Go through the listing below and reproduce it word for word.
**** Dataset records
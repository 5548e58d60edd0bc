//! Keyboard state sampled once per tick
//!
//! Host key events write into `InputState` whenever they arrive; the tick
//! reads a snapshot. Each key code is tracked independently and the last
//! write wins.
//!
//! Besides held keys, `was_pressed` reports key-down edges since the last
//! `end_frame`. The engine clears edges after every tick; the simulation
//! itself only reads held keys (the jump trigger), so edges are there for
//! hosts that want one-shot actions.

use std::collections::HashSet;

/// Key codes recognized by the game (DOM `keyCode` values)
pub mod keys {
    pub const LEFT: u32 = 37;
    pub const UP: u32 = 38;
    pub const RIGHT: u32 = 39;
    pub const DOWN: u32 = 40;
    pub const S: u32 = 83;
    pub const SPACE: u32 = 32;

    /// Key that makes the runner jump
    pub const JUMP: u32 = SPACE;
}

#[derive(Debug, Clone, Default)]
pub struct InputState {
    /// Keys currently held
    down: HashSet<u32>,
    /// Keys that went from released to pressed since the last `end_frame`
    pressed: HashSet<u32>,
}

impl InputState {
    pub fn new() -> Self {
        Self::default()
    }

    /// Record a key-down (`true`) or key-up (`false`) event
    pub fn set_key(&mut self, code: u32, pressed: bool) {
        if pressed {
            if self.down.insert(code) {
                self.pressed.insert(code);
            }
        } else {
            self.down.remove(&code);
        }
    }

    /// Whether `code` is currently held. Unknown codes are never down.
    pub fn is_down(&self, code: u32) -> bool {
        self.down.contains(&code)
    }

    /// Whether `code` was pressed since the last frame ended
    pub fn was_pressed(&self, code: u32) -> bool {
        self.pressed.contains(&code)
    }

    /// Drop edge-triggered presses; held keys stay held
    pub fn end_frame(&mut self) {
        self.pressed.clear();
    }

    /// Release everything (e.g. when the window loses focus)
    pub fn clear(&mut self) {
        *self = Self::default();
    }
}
********
• _Answer for this exercise_:
repository 5548e58d60edd0bc
//! Keyboard state sampled once per tick
//!
//! Host key events write into `InputState` whenever they arrive; the tick
//! reads a snapshot. Each key code is tracked independently and the last
//! write wins.
//!
//! Besides held keys, `was_pressed` reports key-down edges since the last
//! `end_frame`. The engine clears edges after every tick; the simulation
//! itself only reads held keys (the jump trigger), so edges are there for
//! hosts that want one-shot actions.

use std::collections::HashSet;

/// Key codes recognized by the game (DOM `keyCode` values)
pub mod keys {
    pub const LEFT: u32 = 37;
    pub const UP: u32 = 38;
    pub const RIGHT: u32 = 39;
    pub const DOWN: u32 = 40;
    pub const S: u32 = 83;
    pub const SPACE: u32 = 32;

    /// Key that makes the runner jump
    pub const JUMP: u32 = SPACE;
}

#[derive(Debug, Clone, Default)]
pub struct InputState {
    /// Keys currently held
    down: HashSet<u32>,
    /// Keys that went from released to pressed since the last `end_frame`
    pressed: HashSet<u32>,
}

impl InputState {
    pub fn new() -> Self {
        Self::default()
    }

    /// Record a key-down (`true`) or key-up (`false`) event
    pub fn set_key(&mut self, code: u32, pressed: bool) {
        if pressed {
            if self.down.insert(code) {
                self.pressed.insert(code);
            }
        } else {
            self.down.remove(&code);
        }
    }

    /// Whether `code` is currently held. Unknown codes are never down.
    pub fn is_down(&self, code: u32) -> bool {
        self.down.contains(&code)
    }

    /// Whether `code` was pressed since the last frame ended
    pub fn was_pressed(&self, code: u32) -> bool {
        self.pressed.contains(&code)
    }

    /// Drop edge-triggered presses; held keys stay held
    pub fn end_frame(&mut self) {
        self.pressed.clear();
    }

    /// Release everything (e.g. when the window loses focus)
    pub fn clear(&mut self) {
        *self = Self::default();
    }
}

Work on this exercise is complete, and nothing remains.